BOSTON, Mass. – Zoom Telephonics, Inc. (“Zoom” or “the Company”) (OTCQB: ZMTP), a leading producer of cable modems and other communication products, today reported financial results for its 2019 fourth quarter and year ended December 31, 2019.
Financial Highlights (Q4 and full year 2019 comparisons to prior year’s period)
- Q4 net sales increased 41.6% to $10.6 million in comparison to Q4 of 2018.
- Q4 gross margin decreased to 24.5% from 31.6% in the same quarter of 2018, as China tariffs increased cost of goods by $1.3 million in Q4 2019.
- Year-over-year net sales increased 16.4% to $37.6 million due primarily to strong sales from E-tail/Retail.

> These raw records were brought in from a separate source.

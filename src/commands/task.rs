//! Task Commands
//!
//! REST client for the task collection:
//!
//! | op     | method | path          |
//! |--------|--------|---------------|
//! | list   | GET    | `{base}/`     |
//! | create | POST   | `{base}/create` |
//! | update | PUT    | `{base}/{id}` |
//! | delete | DELETE | `{base}/{id}` |

use async_trait::async_trait;
use serde_json::Value;
use tracing::{debug, warn};

use super::http::{send, HttpResponse};
use crate::error::StoreError;
use crate::models::{Task, TaskPayload};
use crate::reconciler::TaskStore;

const CREATE_FAILED: &str = "Create failed";
const UPDATE_FAILED: &str = "Update failed";

/// `TaskStore` over `window.fetch`. Holds no state besides the base URL.
#[derive(Debug, Clone)]
pub struct HttpTaskStore {
    api_base: String,
}

impl HttpTaskStore {
    pub fn new(api_base: impl Into<String>) -> Self {
        Self {
            api_base: api_base.into().trim_end_matches('/').to_string(),
        }
    }

    fn url(&self, path: &str) -> String {
        format!("{}/{}", self.api_base, path)
    }

    async fn write(&self, method: &str, url: String, payload: &TaskPayload, fallback: &str) -> Result<(), StoreError> {
        let body = serde_json::to_string(payload).map_err(|e| StoreError::Validation(e.to_string()))?;
        let response = send(method, &url, Some(body)).await.map_err(|e| {
            warn!("{} {} failed: {}", method, url, e);
            StoreError::Validation(fallback.to_string())
        })?;
        rejection_message(&response, fallback).map_or(Ok(()), |message| {
            warn!("{} {} rejected with {}: {}", method, url, response.status, message);
            Err(StoreError::Validation(message))
        })
    }
}

#[async_trait(?Send)]
impl TaskStore for HttpTaskStore {
    async fn list(&self) -> Result<Vec<Task>, StoreError> {
        let url = self.url("");
        let response = send("GET", &url, None).await.map_err(StoreError::Fetch)?;
        if !response.ok {
            return Err(StoreError::Fetch(format!("GET {} returned {}", url, response.status)));
        }
        let tasks = parse_task_list(&response.body).map_err(StoreError::Fetch)?;
        debug!("fetched {} tasks", tasks.len());
        Ok(tasks)
    }

    async fn create(&self, payload: &TaskPayload) -> Result<(), StoreError> {
        self.write("POST", self.url("create"), payload, CREATE_FAILED).await
    }

    async fn update(&self, id: u32, payload: &TaskPayload) -> Result<(), StoreError> {
        self.write("PUT", self.url(&id.to_string()), payload, UPDATE_FAILED).await
    }

    async fn delete(&self, id: u32) -> Result<(), StoreError> {
        let url = self.url(&id.to_string());
        let response = send("DELETE", &url, None).await.map_err(StoreError::Delete)?;
        if !response.ok {
            return Err(StoreError::Delete(format!("DELETE {} returned {}", url, response.status)));
        }
        Ok(())
    }
}

/// Decode a list body. Anything that is not a JSON array counts as empty.
pub fn parse_task_list(body: &str) -> Result<Vec<Task>, String> {
    let value: Value = serde_json::from_str(body).map_err(|e| format!("invalid JSON: {}", e))?;
    if !value.is_array() {
        return Ok(Vec::new());
    }
    serde_json::from_value(value).map_err(|e| format!("malformed task: {}", e))
}

/// Human-readable `detail` of an error body: either a plain string or a
/// list of `{msg}` validation entries.
pub fn error_detail(body: &str) -> Option<String> {
    let value: Value = serde_json::from_str(body).ok()?;
    match value.get("detail")? {
        Value::String(detail) if !detail.trim().is_empty() => Some(detail.clone()),
        Value::Array(entries) => {
            let messages: Vec<&str> = entries
                .iter()
                .filter_map(|entry| entry.get("msg").and_then(Value::as_str))
                .collect();
            if messages.is_empty() { None } else { Some(messages.join("; ")) }
        }
        _ => None,
    }
}

/// `None` for a 2xx response, otherwise the message to surface
fn rejection_message(response: &HttpResponse, fallback: &str) -> Option<String> {
    if response.ok {
        return None;
    }
    Some(error_detail(&response.body).unwrap_or_else(|| fallback.to_string()))
}

#[cfg(test)]
mod tests {
    use super::*;

    fn response(status: u16, body: &str) -> HttpResponse {
        HttpResponse {
            status,
            ok: (200..300).contains(&status),
            body: body.to_string(),
        }
    }

    #[test]
    fn test_parse_task_list() {
        let tasks = parse_task_list(
            r#"[{"id":1,"title":"Buy milk","desc":"2%","isComplete":false},
                {"id":2,"title":"Call mom","desc":"Sunday","isComplete":true}]"#,
        )
        .unwrap();
        assert_eq!(tasks.len(), 2);
        assert_eq!(tasks[1].title, "Call mom");
        assert!(tasks[1].is_complete);
    }

    #[test]
    fn test_non_array_body_is_empty() {
        assert_eq!(parse_task_list(r#"{"message":"ok"}"#).unwrap(), Vec::new());
        assert_eq!(parse_task_list("null").unwrap(), Vec::new());
    }

    #[test]
    fn test_malformed_list_is_error() {
        assert!(parse_task_list("<html>").is_err());
        assert!(parse_task_list(r#"[{"title":"no id"}]"#).is_err());
    }

    #[test]
    fn test_error_detail_string() {
        assert_eq!(error_detail(r#"{"detail":"Todo Not Found"}"#), Some("Todo Not Found".to_string()));
        assert_eq!(error_detail(r#"{"detail":""}"#), None);
        assert_eq!(error_detail("Internal Server Error"), None);
    }

    #[test]
    fn test_error_detail_validation_list() {
        let body = r#"{"detail":[{"loc":["body","title"],"msg":"field required"},{"msg":"value is not a valid boolean"}]}"#;
        assert_eq!(
            error_detail(body),
            Some("field required; value is not a valid boolean".to_string())
        );
    }

    #[test]
    fn test_rejection_message_falls_back() {
        assert_eq!(rejection_message(&response(201, ""), CREATE_FAILED), None);
        assert_eq!(rejection_message(&response(500, ""), CREATE_FAILED), Some("Create failed".to_string()));
        assert_eq!(
            rejection_message(&response(404, r#"{"detail":"Todo Not Found"}"#), UPDATE_FAILED),
            Some("Todo Not Found".to_string())
        );
    }

    #[test]
    fn test_urls() {
        let store = HttpTaskStore::new("/api/v1/");
        assert_eq!(store.url(""), "/api/v1/");
        assert_eq!(store.url("create"), "/api/v1/create");
        assert_eq!(store.url("7"), "/api/v1/7");
    }
}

- 2019 gross margin decreased to 29.0% from 36.0% in the prior year. China tariffs impacted margin by $3.2 million in 2019.
- Q4 net loss was approximately $1.15 million, or $0.06 per share, compared to a net loss of $0.8 million, or $0.05 per share, for Q4 2018. 2019 net loss was $3.28 million, or $0.18 per share, compared to a net loss of $74 thousand, or $0.00 per share, for 2018.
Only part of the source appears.